Bartle Bull, a former civil rights lawyer and publisher of the left-wing Village Voice observed the intimidation (which is a federal offense) firsthand, and called it “the most blatant form of voter intimidation I’ve ever seen.” Bull testified that not only were the thugs brandishing clubs as weapons, but they hurled racial threats at voters, including “You are about to be ruled by the black man, cracker!” Yet Obama’s justice department dropped the charges against them. This is not surprising since one of the intimidators was Jerry Jackson, a member of Philadelphia's 14th Ward Democratic Committee and a credentialed poll watcher for the Party. Rhetorically we might question if charges would have been similarly dropped against Republican poll watchers, or against Tea Party activists implicated in such voter intimidation.

Another blatant disregard of law is Obama’s handling of his “kinetic” war against Libya. The Constitution and the War Powers Act require approbation from Congress for the deployment of military forces abroad for more than 60 days. It has been 150 days since Obama deployed forces to Libya, and no sign of congressional approval is in sight.

Obama’s response for such authorization was that Congressional involvement in this regard would be “unnecessary and unhelpful.” Liberal Congressman Dennis Kucinich has been among the chorus of critics calling Obama’s disdain of congressional approval a clear usurpation of Congressional authority. “President Obama moved forward without Congress approving. He didn't have Congressional authorization, he has gone against the Constitution, and that's got to be said." Kucinich added that Obama's actions "would appear on its face to be an impeachable offense."

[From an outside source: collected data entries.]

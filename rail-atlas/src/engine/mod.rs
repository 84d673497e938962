//! All-pairs route computation.
//!
//! This module implements the core routing algorithm: Floyd–Warshall
//! over the whole station universe with predecessor tracking, followed
//! by path reconstruction for every reachable ordered pair. The engine
//! holds no state across calls; it reads a built [`crate::domain::Network`]
//! and produces a [`crate::domain::RouteSet`] in one batch.

mod all_pairs;

pub use all_pairs::{EngineError, compute_all_pairs};
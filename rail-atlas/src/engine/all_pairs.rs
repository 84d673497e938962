//! Floyd–Warshall all-pairs search with path reconstruction.
//!
//! The relaxation runs over dense flat matrices indexed by station
//! position, so the O(S³) inner loop touches no maps and allocates
//! nothing. Predecessor entries record the exact connection used to
//! reach a station, which makes path reconstruction a plain backward
//! walk.

use std::collections::HashMap;

use tracing::{debug, trace};

use crate::domain::{Connection, Network, Route, RoutePair, RouteSet, StationCode};

/// Error from all-pairs route computation.
///
/// Both variants signal a broken model invariant rather than bad user
/// input; they should never surface for a network built by the importer.
#[derive(Debug, Clone, PartialEq, Eq, thiserror::Error)]
pub enum EngineError {
    /// A connection points at a station code that is not in the network.
    #[error("connection from \"{from}\" points at unknown station \"{to}\"")]
    UnknownStation { from: String, to: String },

    /// The predecessor chain for a reachable pair did not lead back to
    /// the start station.
    #[error("predecessor chain from \"{from}\" to \"{to}\" broke at \"{at}\"")]
    BrokenChain { from: String, to: String, at: String },
}

/// A predecessor entry: the station a pair's path arrives from, and the
/// connection used for that final hop.
#[derive(Debug, Clone, Copy)]
struct Step {
    pred: u32,
    edge: u32,
}

/// Compute the cheapest route for every ordered pair of distinct,
/// mutually reachable stations.
///
/// Pairs with no path are absent from the result; self-pairs are never
/// emitted. Each route's cost is the sum of its leg costs.
pub fn compute_all_pairs(network: &Network) -> Result<RouteSet, EngineError> {
    let station_count = network.stations.len();
    let codes: Vec<&StationCode> = network.stations.keys().collect();
    let index: HashMap<&str, usize> = codes
        .iter()
        .enumerate()
        .map(|(position, code)| (code.as_str(), position))
        .collect();
    let idx = |i: usize, j: usize| i * station_count + j;

    let mut dist = vec![f64::INFINITY; station_count * station_count];
    let mut prev: Vec<Option<Step>> = vec![None; station_count * station_count];
    let mut edges: Vec<&Connection> = Vec::new();

    // Seed with direct connections. Of parallel connections between the
    // same ordered pair, the cheapest wins; later ones only replace the
    // seed if strictly cheaper.
    for (i, (code, station)) in network.stations.iter().enumerate() {
        for conn in &station.connections {
            let Some(&j) = index.get(conn.to.as_str()) else {
                return Err(EngineError::UnknownStation {
                    from: code.to_string(),
                    to: conn.to.to_string(),
                });
            };
            if conn.cost < dist[idx(i, j)] {
                dist[idx(i, j)] = conn.cost;
                prev[idx(i, j)] = Some(Step {
                    pred: i as u32,
                    edge: edges.len() as u32,
                });
                edges.push(conn);
            }
        }
    }

    debug!(stations = station_count, edges = edges.len(), "seeded distance matrix");

    // Relax. `k` must stay the outermost loop: every (i, j) pair has to
    // see the fully relaxed table for intermediates < k.
    for k in 0..station_count {
        for i in 0..station_count {
            let via = dist[idx(i, k)];
            if via.is_infinite() {
                continue;
            }
            for j in 0..station_count {
                let through = via + dist[idx(k, j)];
                if through < dist[idx(i, j)] {
                    dist[idx(i, j)] = through;
                    // Inherit the final hop of the k -> j path.
                    prev[idx(i, j)] = prev[idx(k, j)];
                }
            }
        }
        trace!(k, "relaxed intermediate station");
    }

    // Walk every reachable pair backward from the destination.
    let mut routes = RouteSet::new();
    for i in 0..station_count {
        for j in 0..station_count {
            if i == j || prev[idx(i, j)].is_none() {
                continue;
            }

            let mut legs: Vec<Connection> = Vec::new();
            let mut current = j;
            while current != i {
                let broken_chain = || EngineError::BrokenChain {
                    from: codes[i].to_string(),
                    to: codes[j].to_string(),
                    at: codes[current].to_string(),
                };
                let Some(step) = prev[idx(i, current)] else {
                    return Err(broken_chain());
                };
                // A shortest path has at most `station_count - 1` legs; more
                // means the chain is cyclic.
                if legs.len() == station_count {
                    return Err(broken_chain());
                }
                legs.push(edges[step.edge as usize].clone());
                current = step.pred as usize;
            }
            legs.reverse();

            let cost = legs.iter().map(|leg| leg.cost).sum();
            routes.insert(
                RoutePair::new(codes[i].clone(), codes[j].clone()),
                Route { cost, legs },
            );
        }
    }

    debug!(routes = routes.len(), "reconstructed routes");
    Ok(routes)
}
use std::path::{Path, PathBuf};
use std::process::ExitCode;
use std::time::Instant;

use serde_json::Value;
use tracing::info;
use tracing_subscriber::EnvFilter;

use rail_atlas::engine::compute_all_pairs;
use rail_atlas::export::RouteDocument;
use rail_atlas::import::import;

/// Default location of the hand-authored network description.
const DEFAULT_NETWORK_PATH: &str = "json/network.json";

/// Default directory for the generated route tables.
const DEFAULT_OUTPUT_DIR: &str = "gen";

/// The two route tables generated per run: display label, output file
/// name, and whether interdimensional transfers are excluded.
const VARIANTS: [(&str, &str, bool); 2] = [
    ("standard", "routes.json", false),
    ("no Nether", "routes_no_nether.json", true),
];

fn main() -> ExitCode {
    tracing_subscriber::fmt()
        .with_env_filter(
            EnvFilter::try_from_default_env().unwrap_or_else(|_| EnvFilter::new("info")),
        )
        .init();

    let mut args = std::env::args().skip(1);
    let network_path = args
        .next()
        .map(PathBuf::from)
        .unwrap_or_else(|| DEFAULT_NETWORK_PATH.into());
    let output_dir = args
        .next()
        .map(PathBuf::from)
        .unwrap_or_else(|| DEFAULT_OUTPUT_DIR.into());

    let text = match std::fs::read_to_string(&network_path) {
        Ok(text) => text,
        Err(err) => {
            eprintln!("cannot read {}: {err}", network_path.display());
            return ExitCode::FAILURE;
        }
    };
    let data: Value = match serde_json::from_str(&text) {
        Ok(data) => data,
        Err(err) => {
            eprintln!("{} is not valid JSON: {err}", network_path.display());
            return ExitCode::FAILURE;
        }
    };

    if let Err(err) = std::fs::create_dir_all(&output_dir) {
        eprintln!("cannot create {}: {err}", output_dir.display());
        return ExitCode::FAILURE;
    }

    for (label, filename, exclude) in VARIANTS {
        if let Err(code) = generate(&data, exclude, label, &output_dir.join(filename)) {
            return code;
        }
    }
    ExitCode::SUCCESS
}

/// Run the full pipeline for one variant and write its route table.
fn generate(
    data: &Value,
    exclude_interdimensional: bool,
    label: &str,
    path: &Path,
) -> Result<(), ExitCode> {
    info!("parsing network data ({label})");
    let (network, version) = match import(data, exclude_interdimensional) {
        Ok(imported) => imported,
        Err(err) => {
            eprintln!("import failed: {err}");
            return Err(ExitCode::FAILURE);
        }
    };

    info!(stations = network.stations.len(), "generating routes ({label})");
    let started = Instant::now();
    let routes = match compute_all_pairs(&network) {
        Ok(routes) => routes,
        Err(err) => {
            eprintln!("route computation failed: {err}");
            return Err(ExitCode::FAILURE);
        }
    };
    info!(
        routes = routes.len(),
        elapsed_ms = started.elapsed().as_millis() as u64,
        "finished generating routes ({label})"
    );

    let document = RouteDocument::build(&routes, &version);
    if let Err(err) = document.write_to(path) {
        eprintln!("cannot write {}: {err}", path.display());
        return Err(ExitCode::FAILURE);
    }
    info!("exported routes to {}", path.display());
    Ok(())
}
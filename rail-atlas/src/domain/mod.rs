//! Domain types for the transit network.
//!
//! This module contains the core model types that represent a validated
//! network. All types enforce their invariants at construction time, so
//! code that receives these types can trust their validity.

mod network;
mod route;
mod station;

pub use network::{
    Connection, Line, MINECART_SECONDS_PER_BLOCK, Network, PORTAL_TRANSFER_SECONDS, Station,
    TRANSFER_LINE,
};
pub use route::{ROUTE_KEY_SEPARATOR, Route, RoutePair, RouteSet};
pub use station::{InvalidStationCode, NETHER_PREFIX, StationCode};
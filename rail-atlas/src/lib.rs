//! All-pairs route tables for a two-dimension minecart transit network.
//!
//! Answers: "what is the cheapest way between every pair of stations,
//! given hand-authored line data spanning the Overworld and the Nether?"
//!
//! The pipeline runs in three batch stages: [`import`] validates the raw
//! network document into a [`domain::Network`], [`engine`] computes the
//! cheapest route for every reachable ordered station pair, and [`export`]
//! compacts each route and serializes the full table.

pub mod domain;
pub mod engine;
pub mod export;
pub mod import;
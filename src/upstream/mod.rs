use std::collections::HashMap;

use async_trait::async_trait;
use thiserror::Error;

use crate::model::{Candle, MetadataRecord, TickerRecord};

pub mod binance;
pub mod coingecko;

#[derive(Error, Debug)]
pub enum UpstreamError {
    #[error("upstream unavailable: {0}")]
    Unavailable(String),
    #[error("rate limited by upstream")]
    RateLimited,
    #[error("malformed upstream response: {0}")]
    Malformed(String),
}

impl From<reqwest::Error> for UpstreamError {
    fn from(e: reqwest::Error) -> Self {
        match e.status() {
            Some(status) if status.as_u16() == 429 || status.as_u16() == 418 => {
                UpstreamError::RateLimited
            }
            _ if e.is_decode() => UpstreamError::Malformed(e.to_string()),
            _ => UpstreamError::Unavailable(e.to_string()),
        }
    }
}

/// Primary provider: tickers and candle history.
#[async_trait]
pub trait MarketDataSource: Send + Sync {
    /// All instruments' current 24h ticker records.
    async fn fetch_all_tickers(&self) -> Result<Vec<TickerRecord>, UpstreamError>;

    /// `count` candles for one symbol at the given interval,
    /// ordered oldest → newest.
    async fn fetch_candles(
        &self,
        symbol: &str,
        interval: &str,
        count: u32,
    ) -> Result<Vec<Candle>, UpstreamError>;
}

/// Secondary provider: display names, market caps, circulating supply.
///
/// Best-effort by contract: implementations must swallow transport and
/// parse failures and return an empty map, so a metadata outage can
/// never abort a refresh cycle.
#[async_trait]
pub trait MetadataSource: Send + Sync {
    async fn fetch_metadata(&self) -> HashMap<String, MetadataRecord>;
}

// Convenience re-exports
pub use binance::BinanceClient;
pub use coingecko::CoinGeckoClient;
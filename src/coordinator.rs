use std::sync::atomic::{AtomicBool, Ordering};
use std::sync::Arc;
use std::time::Duration;

use chrono::{DateTime, Utc};
use tokio::sync::{Mutex, RwLock};
use tokio::task::JoinHandle;
use tokio::time::sleep;
use tracing::{debug, info, warn};

use crate::model::{MarketSnapshot, RefreshState, RefreshStatus};
use crate::pipeline::AggregationPipeline;

/// Holds the latest published snapshot. Builds happen off to the
/// side; `publish` replaces the whole snapshot in one swap, so a
/// reader never sees a partially populated instrument list.
pub struct SnapshotStore {
    snapshot: RwLock<Option<Arc<MarketSnapshot>>>,
    refreshing: AtomicBool,
}

impl SnapshotStore {
    pub fn new() -> Self {
        Self {
            snapshot: RwLock::new(None),
            refreshing: AtomicBool::new(false),
        }
    }

    pub async fn latest(&self) -> Option<Arc<MarketSnapshot>> {
        self.snapshot.read().await.clone()
    }

    pub async fn publish(&self, snapshot: MarketSnapshot) {
        let mut guard = self.snapshot.write().await;
        *guard = Some(Arc::new(snapshot));
    }

    pub fn is_refreshing(&self) -> bool {
        self.refreshing.load(Ordering::SeqCst)
    }

    fn set_refreshing(&self, value: bool) {
        self.refreshing.store(value, Ordering::SeqCst);
    }
}

impl Default for SnapshotStore {
    fn default() -> Self {
        Self::new()
    }
}

struct CoordinatorInner {
    state: RefreshState,
    last_error: Option<String>,
    last_success: Option<DateTime<Utc>>,
}

/// Owns refresh state and enforces single-flight execution: manual
/// triggers and periodic ticks funnel through one check-and-set
/// critical section, so two builds can never overlap.
pub struct RefreshCoordinator {
    pipeline: AggregationPipeline,
    store: Arc<SnapshotStore>,
    inner: Mutex<CoordinatorInner>,
    periodic: Mutex<Option<JoinHandle<()>>>,
}

impl RefreshCoordinator {
    pub fn new(pipeline: AggregationPipeline, store: Arc<SnapshotStore>) -> Arc<Self> {
        Arc::new(Self {
            pipeline,
            store,
            inner: Mutex::new(CoordinatorInner {
                state: RefreshState::Idle,
                last_error: None,
                last_success: None,
            }),
            periodic: Mutex::new(None),
        })
    }

    pub fn store(&self) -> &Arc<SnapshotStore> {
        &self.store
    }

    pub async fn status(&self) -> RefreshStatus {
        let inner = self.inner.lock().await;
        RefreshStatus {
            state: inner.state,
            last_error: inner.last_error.clone(),
            last_success: inner.last_success,
        }
    }

    /// Starts a refresh unless one is already running. Returns whether
    /// a build was started; a `false` return is the documented no-op,
    /// not an error — the in-flight build's result will arrive anyway.
    pub async fn request_refresh(self: &Arc<Self>, limit: usize) -> bool {
        {
            let mut inner = self.inner.lock().await;
            if inner.state == RefreshState::Running {
                return false;
            }
            inner.state = RefreshState::Running;
        }
        self.store.set_refreshing(true);

        let coordinator = Arc::clone(self);
        tokio::spawn(async move {
            coordinator.run_build(limit).await;
        });

        true
    }

    async fn run_build(&self, limit: usize) {
        match self.pipeline.build_snapshot(limit).await {
            Ok(snapshot) => {
                let count = snapshot.instruments.len();
                self.store.publish(snapshot).await;
                self.store.set_refreshing(false);

                let mut inner = self.inner.lock().await;
                inner.last_error = None;
                inner.last_success = Some(Utc::now());
                inner.state = RefreshState::Idle;
                info!("refresh complete: {count} instruments published");
            }
            Err(e) => {
                // Previous snapshot stays untouched.
                self.store.set_refreshing(false);

                let mut inner = self.inner.lock().await;
                inner.last_error = Some(e.to_string());
                inner.state = RefreshState::Idle;
                warn!("refresh failed: {e}");
            }
        }
    }

    /// Begins the recurring refresh timer. A tick that fires while a
    /// build is running is dropped, not queued.
    pub async fn start_periodic(self: &Arc<Self>, interval: Duration, limit: usize) {
        let mut guard = self.periodic.lock().await;
        if let Some(handle) = guard.as_ref() {
            if !handle.is_finished() {
                return;
            }
        }

        info!(
            "periodic refresh started: every {}s, limit {limit}",
            interval.as_secs()
        );

        let coordinator = Arc::clone(self);
        let handle = tokio::spawn(async move {
            loop {
                sleep(interval).await;
                if !coordinator.request_refresh(limit).await {
                    debug!("periodic tick dropped: refresh already running");
                }
            }
        });
        *guard = Some(handle);
    }

    /// Cancels future ticks only. Builds are spawned as detached
    /// tasks, so an in-flight build runs to completion and still
    /// publishes its result.
    pub async fn stop_periodic(&self) {
        let mut guard = self.periodic.lock().await;
        if let Some(handle) = guard.take() {
            handle.abort();
            info!("periodic refresh stopped");
        }
    }
}
pub mod config;
pub mod coordinator;
pub mod format;
pub mod metrics;
pub mod model;
pub mod pipeline;
pub mod server;
pub mod upstream;
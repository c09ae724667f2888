use async_trait::async_trait;
use chrono::DateTime;
use serde::Deserialize;
use serde_json::Value;

use super::{MarketDataSource, UpstreamError};
use crate::model::{Candle, TickerRecord};

const BASE_URL: &str = "https://api.binance.com";

/// Client for the primary ticker/candle provider (Binance spot REST).
#[derive(Clone)]
pub struct BinanceClient {
    http: reqwest::Client,
    base_url: String,
}

impl BinanceClient {
    pub fn new() -> Self {
        Self::with_base_url(BASE_URL)
    }

    pub fn with_base_url(base_url: impl Into<String>) -> Self {
        Self {
            http: reqwest::Client::new(),
            base_url: base_url.into(),
        }
    }
}

impl Default for BinanceClient {
    fn default() -> Self {
        Self::new()
    }
}

#[derive(Debug, Deserialize)]
#[serde(rename_all = "camelCase")]
struct BinanceTicker24h {
    symbol: String,
    last_price: String,
    price_change_percent: String,
    quote_volume: String,
}

#[async_trait]
impl MarketDataSource for BinanceClient {
    async fn fetch_all_tickers(&self) -> Result<Vec<TickerRecord>, UpstreamError> {
        let tickers: Vec<BinanceTicker24h> = self
            .http
            .get(format!("{}/api/v3/ticker/24hr", self.base_url))
            .send()
            .await?
            .error_for_status()?
            .json()
            .await?;

        let mut out = Vec::new();

        for ticker in tickers {
            let last_price: f64 = match ticker.last_price.parse() {
                Ok(v) => v,
                Err(_) => continue,
            };

            if last_price <= 0.0 {
                continue;
            }

            let change_24h: f64 = ticker.price_change_percent.parse().unwrap_or(0.0);
            let quote_volume_24h: f64 = ticker.quote_volume.parse().unwrap_or(0.0);

            out.push(TickerRecord {
                symbol: ticker.symbol,
                last_price,
                change_24h,
                quote_volume_24h,
            });
        }

        Ok(out)
    }

    async fn fetch_candles(
        &self,
        symbol: &str,
        interval: &str,
        count: u32,
    ) -> Result<Vec<Candle>, UpstreamError> {
        let count = count.to_string();

        // Klines rows are heterogeneous arrays:
        // [open_time, "open", "high", "low", "close", "volume", ...]
        let rows: Vec<Vec<Value>> = self
            .http
            .get(format!("{}/api/v3/klines", self.base_url))
            .query(&[
                ("symbol", symbol),
                ("interval", interval),
                ("limit", count.as_str()),
            ])
            .send()
            .await?
            .error_for_status()?
            .json()
            .await?;

        let mut out = Vec::with_capacity(rows.len());

        for row in rows {
            out.push(parse_kline_row(&row)?);
        }

        Ok(out)
    }
}

fn parse_kline_row(row: &[Value]) -> Result<Candle, UpstreamError> {
    if row.len() < 6 {
        return Err(UpstreamError::Malformed(format!(
            "kline row has {} fields, expected at least 6",
            row.len()
        )));
    }

    let open_time_ms = row[0]
        .as_i64()
        .ok_or_else(|| UpstreamError::Malformed("kline open time is not an integer".into()))?;
    let open_time = DateTime::from_timestamp_millis(open_time_ms)
        .ok_or_else(|| UpstreamError::Malformed("kline open time out of range".into()))?;

    let field = |idx: usize, name: &str| -> Result<f64, UpstreamError> {
        row[idx]
            .as_str()
            .and_then(|s| s.parse().ok())
            .ok_or_else(|| UpstreamError::Malformed(format!("kline {name} is not a numeric string")))
    };

    Ok(Candle {
        open_time,
        open: field(1, "open")?,
        high: field(2, "high")?,
        low: field(3, "low")?,
        close: field(4, "close")?,
        volume: field(5, "volume")?,
    })
}
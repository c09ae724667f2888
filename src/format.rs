//! Display formatting contracts shared by any renderer of the
//! snapshot table: price, percent change and large-magnitude values.

/// Formats a price with a precision tier matched to its magnitude,
/// so sub-cent instruments stay readable next to five-figure ones.
pub fn format_price(price: f64) -> String {
    if price >= 1000.0 {
        format!("${}", group_thousands(price))
    } else if price >= 0.01 {
        format!("${price:.2}")
    } else if price >= 0.0001 {
        format!("${price:.4}")
    } else {
        format!("${price:.8}")
    }
}

/// Formats a percent change with an explicit sign for gains.
pub fn format_percent(change: f64) -> String {
    if change > 0.0 {
        format!("+{change:.2}%")
    } else {
        format!("{change:.2}%")
    }
}

/// Formats a volume / market-cap style magnitude with B/M/K suffixes.
pub fn format_magnitude(value: f64) -> String {
    if value >= 1_000_000_000.0 {
        format!("${:.2}B", value / 1_000_000_000.0)
    } else if value >= 1_000_000.0 {
        format!("${:.2}M", value / 1_000_000.0)
    } else if value >= 1_000.0 {
        format!("${:.2}K", value / 1_000.0)
    } else {
        format!("${value:.2}")
    }
}

/// Magnitude formatting for fields the secondary source may not have.
pub fn format_magnitude_opt(value: Option<f64>) -> String {
    match value {
        Some(v) => format_magnitude(v),
        None => "N/A".to_string(),
    }
}

fn group_thousands(value: f64) -> String {
    let formatted = format!("{value:.2}");
    let (int_part, frac_part) = match formatted.split_once('.') {
        Some((i, f)) => (i, f),
        None => (formatted.as_str(), "00"),
    };

    let digits: Vec<char> = int_part.chars().collect();
    let mut grouped = String::new();
    for (i, c) in digits.iter().enumerate() {
        if i > 0 && (digits.len() - i) % 3 == 0 {
            grouped.push(',');
        }
        grouped.push(*c);
    }

    format!("{grouped}.{frac_part}")
}
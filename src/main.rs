use std::{sync::Arc, time::Duration};

use tracing::info;
use tracing_subscriber::{fmt, EnvFilter};

use quoteboard::config::Config;
use quoteboard::coordinator::{RefreshCoordinator, SnapshotStore};
use quoteboard::pipeline::AggregationPipeline;
use quoteboard::server::{self, AppState};
use quoteboard::upstream::{BinanceClient, CoinGeckoClient, MarketDataSource, MetadataSource};

#[tokio::main]
async fn main() -> eyre::Result<()> {
    dotenv::dotenv().ok();

    // init error reporting
    color_eyre::install()?;

    // init logging
    fmt().with_env_filter(EnvFilter::from_default_env()).init();

    let config = Config::from_env();
    info!(
        "starting: limit {} (max {}), refresh every {}s, quote asset {}",
        config.default_limit, config.max_limit, config.refresh_interval_secs, config.quote_asset
    );

    // set up upstream sources
    let market: Arc<dyn MarketDataSource> = Arc::new(BinanceClient::new());
    let metadata: Arc<dyn MetadataSource> = Arc::new(CoinGeckoClient::new());

    let pipeline = AggregationPipeline::new(
        market,
        metadata,
        config.quote_asset.clone(),
        Duration::from_millis(config.pace_delay_ms),
    );

    let store = Arc::new(SnapshotStore::new());
    let coordinator = RefreshCoordinator::new(pipeline, store);

    // initial load, then the recurring timer
    coordinator.request_refresh(config.default_limit).await;
    if config.auto_refresh {
        coordinator
            .start_periodic(
                Duration::from_secs(config.refresh_interval_secs),
                config.default_limit,
            )
            .await;
    }

    let port = config.port;
    let state = Arc::new(AppState {
        coordinator,
        config,
    });

    server::serve(state, port).await?;

    Ok(())
}
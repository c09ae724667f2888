use crate::model::Candle;

/// Percent change of the closing price over `lookback` periods.
///
/// A series with `len() <= lookback` yields `0.0` rather than an
/// error: short history is expected for newly listed instruments and
/// must not distort the table.
pub fn percent_change(candles: &[Candle], lookback: usize) -> f64 {
    if candles.len() <= lookback {
        return 0.0;
    }

    let current = candles[candles.len() - 1].close;
    let previous = candles[candles.len() - 1 - lookback].close;
    let change = ((current - previous) / previous) * 100.0;

    (change * 100.0).round() / 100.0
}

#[cfg(test)]
mod tests {
    use super::*;
    use chrono::Utc;

    fn series(closes: &[f64]) -> Vec<Candle> {
        closes
            .iter()
            .map(|&close| Candle {
                open_time: Utc::now(),
                open: close,
                high: close,
                low: close,
                close,
                volume: 0.0,
            })
            .collect()
    }

    #[test]
    fn short_series_falls_back_to_zero() {
        assert_eq!(percent_change(&series(&[]), 1), 0.0);
        assert_eq!(percent_change(&series(&[100.0]), 1), 0.0);
        assert_eq!(percent_change(&series(&[100.0, 110.0]), 7), 0.0);
    }

    #[test]
    fn two_point_gain() {
        assert_eq!(percent_change(&series(&[100.0, 110.0]), 1), 10.0);
    }

    #[test]
    fn two_point_loss() {
        assert_eq!(percent_change(&series(&[200.0, 190.0]), 1), -5.0);
    }

    #[test]
    fn rounds_to_two_decimals() {
        // 3/900 * 100 = 0.3333... -> 0.33
        assert_eq!(percent_change(&series(&[900.0, 903.0]), 1), 0.33);
    }

    #[test]
    fn lookback_spans_multiple_periods() {
        let candles = series(&[100.0, 50.0, 25.0, 120.0]);
        assert_eq!(percent_change(&candles, 3), 20.0);
    }
}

President Obama is frequently compared to our 39th President, Jimmy Carter, for his dismal failure in handling the economy. He currently enjoys a 26% approval rating in handling of the economy, according to Rasmussen, which proves that while it may be impossible to fool all the people all of the time, it is possible to fool about a fourth of them. But in terms of narcissism and a superiority complex that supersedes the rule of law, he arguably could be more aptly compared with our 37th President, Richard Nixon, as the evidence is mounting that he considers himself to be above the law.